The LNP will happen on septembre 12th and will feature no audience, and include a “new arrangement” of Jerusalem...

The lyrics will return after the pandemic, so it’s all good.
If they were imaginative, it is the Beethoven 250th anniversary year and Beethoven wrote a set of 5 piano variations on Rule Britannia. Problem solved.
Reply 18
Original post by RtheBotanist
From their historical context, what do the songs represent if not British exceptionalism and a yearning for the glory days of the empire? Many people don't actually want to be whipped up into a weird blindly patriotic frenzy for the sake of a bit of 'unity' and 'national spirit'. I've been to an LPO concert where both these songs closed the show and the audience was given flags to wave, and I have to say I found it really uncomfortable and slightly dystopian.
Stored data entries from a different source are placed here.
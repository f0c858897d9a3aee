//! JSON Feed 1.0 and 1.1.
//!
//! Field names serialize exactly as JSON Feed spells them, so a parsed
//! [`Feed`] dumped with serde reads like the document it came from.

use chrono::{DateTime, Utc};
use serde::{Deserialize, Serialize};

mod generate;
mod parse;

pub use generate::generate;
pub use parse::parse;

/// The version URL written into every generated feed.
pub const JSON_FEED_VERSION: &str = "https://jsonfeed.org/version/1.1";

#[derive(Debug, Clone, Default, PartialEq, Serialize, Deserialize)]
pub struct Author {
    #[serde(skip_serializing_if = "Option::is_none")]
    pub name: Option<String>,
    #[serde(skip_serializing_if = "Option::is_none")]
    pub url: Option<String>,
    #[serde(skip_serializing_if = "Option::is_none")]
    pub avatar: Option<String>,
}

#[derive(Debug, Clone, Default, PartialEq, Serialize, Deserialize)]
pub struct Attachment {
    #[serde(skip_serializing_if = "Option::is_none")]
    pub url: Option<String>,
    #[serde(skip_serializing_if = "Option::is_none")]
    pub mime_type: Option<String>,
    #[serde(skip_serializing_if = "Option::is_none")]
    pub title: Option<String>,
    #[serde(skip_serializing_if = "Option::is_none")]
    pub size_in_bytes: Option<f64>,
    #[serde(skip_serializing_if = "Option::is_none")]
    pub duration_in_seconds: Option<f64>,
}

/// A WebSub-style endpoint subscribers can use for real-time updates.
#[derive(Debug, Clone, Default, PartialEq, Serialize, Deserialize)]
pub struct Hub {
    #[serde(rename = "type", skip_serializing_if = "Option::is_none")]
    pub kind: Option<String>,
    #[serde(skip_serializing_if = "Option::is_none")]
    pub url: Option<String>,
}

#[derive(Debug, Clone, Default, PartialEq, Serialize, Deserialize)]
pub struct Item {
    #[serde(skip_serializing_if = "Option::is_none")]
    pub id: Option<String>,
    #[serde(skip_serializing_if = "Option::is_none")]
    pub url: Option<String>,
    #[serde(skip_serializing_if = "Option::is_none")]
    pub external_url: Option<String>,
    #[serde(skip_serializing_if = "Option::is_none")]
    pub title: Option<String>,
    #[serde(skip_serializing_if = "Option::is_none")]
    pub content_html: Option<String>,
    #[serde(skip_serializing_if = "Option::is_none")]
    pub content_text: Option<String>,
    #[serde(skip_serializing_if = "Option::is_none")]
    pub summary: Option<String>,
    #[serde(skip_serializing_if = "Option::is_none")]
    pub image: Option<String>,
    #[serde(skip_serializing_if = "Option::is_none")]
    pub banner_image: Option<String>,
    #[serde(skip_serializing_if = "Option::is_none")]
    pub date_published: Option<DateTime<Utc>>,
    #[serde(skip_serializing_if = "Option::is_none")]
    pub date_modified: Option<DateTime<Utc>>,
    #[serde(skip_serializing_if = "Option::is_none")]
    pub tags: Option<Vec<String>>,
    #[serde(skip_serializing_if = "Option::is_none")]
    pub authors: Option<Vec<Author>>,
    #[serde(skip_serializing_if = "Option::is_none")]
    pub language: Option<String>,
    #[serde(skip_serializing_if = "Option::is_none")]
    pub attachments: Option<Vec<Attachment>>,
}

#[derive(Debug, Clone, Default, PartialEq, Serialize, Deserialize)]
pub struct Feed {
    #[serde(skip_serializing_if = "Option::is_none")]
    pub title: Option<String>,
    #[serde(skip_serializing_if = "Option::is_none")]
    pub home_page_url: Option<String>,
    #[serde(skip_serializing_if = "Option::is_none")]
    pub feed_url: Option<String>,
    #[serde(skip_serializing_if = "Option::is_none")]
    pub description: Option<String>,
    #[serde(skip_serializing_if = "Option::is_none")]
    pub user_comment: Option<String>,
    #[serde(skip_serializing_if = "Option::is_none")]
    pub next_url: Option<String>,
    #[serde(skip_serializing_if = "Option::is_none")]
    pub icon: Option<String>,
    #[serde(skip_serializing_if = "Option::is_none")]
    pub favicon: Option<String>,
    #[serde(skip_serializing_if = "Option::is_none")]
    pub language: Option<String>,
    #[serde(skip_serializing_if = "Option::is_none")]
    pub expired: Option<bool>,
    #[serde(skip_serializing_if = "Option::is_none")]
    pub hubs: Option<Vec<Hub>>,
    #[serde(skip_serializing_if = "Option::is_none")]
    pub authors: Option<Vec<Author>>,
    #[serde(skip_serializing_if = "Option::is_none")]
    pub items: Option<Vec<Item>>,
}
These songs aren't blatantly or even inherently that racist, but their historical context and the type of views that align with support for them mean that they are symbolic of more than just a bit of group identity and balanced national pride.
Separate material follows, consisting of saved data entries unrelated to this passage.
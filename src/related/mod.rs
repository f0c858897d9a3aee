//! JSON companion documents referenced from podcast feeds.
//!
//! Both accept either an already-decoded [`Value`] or JSON text wrapped in
//! [`Value::Text`], and both generate a [`serde_json::Value`].

use std::borrow::Cow;

use crate::error::{FeedError, Format};
use crate::tree::{CaseInsensitive, Value};

pub mod chapters;
pub mod transcripts;

/// Decodes JSON text when needed and returns a case-insensitive view of the
/// top-level object.
fn json_object(value: &Value, format: Format) -> Result<Cow<'_, Value>, FeedError> {
    let value = match value {
        Value::Text(text) => Cow::Owned(Value::from_json_str(text)?),
        other => Cow::Borrowed(other),
    };
    if value.as_node().is_none() {
        return Err(FeedError::InvalidInput(format));
    }
    Ok(value)
}

fn view(value: &Value) -> Option<CaseInsensitive<'_>> {
    value.as_node().map(CaseInsensitive::new)
}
We are often told that we should "celebrate diversity" and yet when people try to celebrate British culture we are accused of being racist. So can people make up their mind, is celebrating culture a good thing or not?

I've been to some proms and I really enjoy Rule Britannia. There's something about the way you see people from all walks of life uniting together in song, with pride. It's like all the usual daily stress and grind is put to one side and we celebrate our history and culture in friendship together. I don't believe Britain or the British people are superior to anyone else, but there are lots of little things that make me proud of our culture. The stiff upper lip, the blitz spirit. The tea, I always love a cuppa. We queue like civilized people instead of mad scrambles. I don't see why it's wrong to celebrate culture?

Maybe that's old fashioned and people today just aren't into patriotism. Fair enough I suppose. But try to imagine an interest that you feel passionate about, something that doesn't harm anybody, and yet other people tell you you shouldn't be doing it or try to cancel it. Wouldn't you feel that was unfair for them to try and dictate what you should be doing?
(edited 3 years ago)
Original post by nulli tertius
If they were imaginative, it is the Beethoven 250th anniversary year and Beethoven wrote a set of 5 piano variations on Rule Britannia. Problem solved.

How very interesting. Unfortunately, they aren’t really.

That would have been nice to hear in the Albert Hall.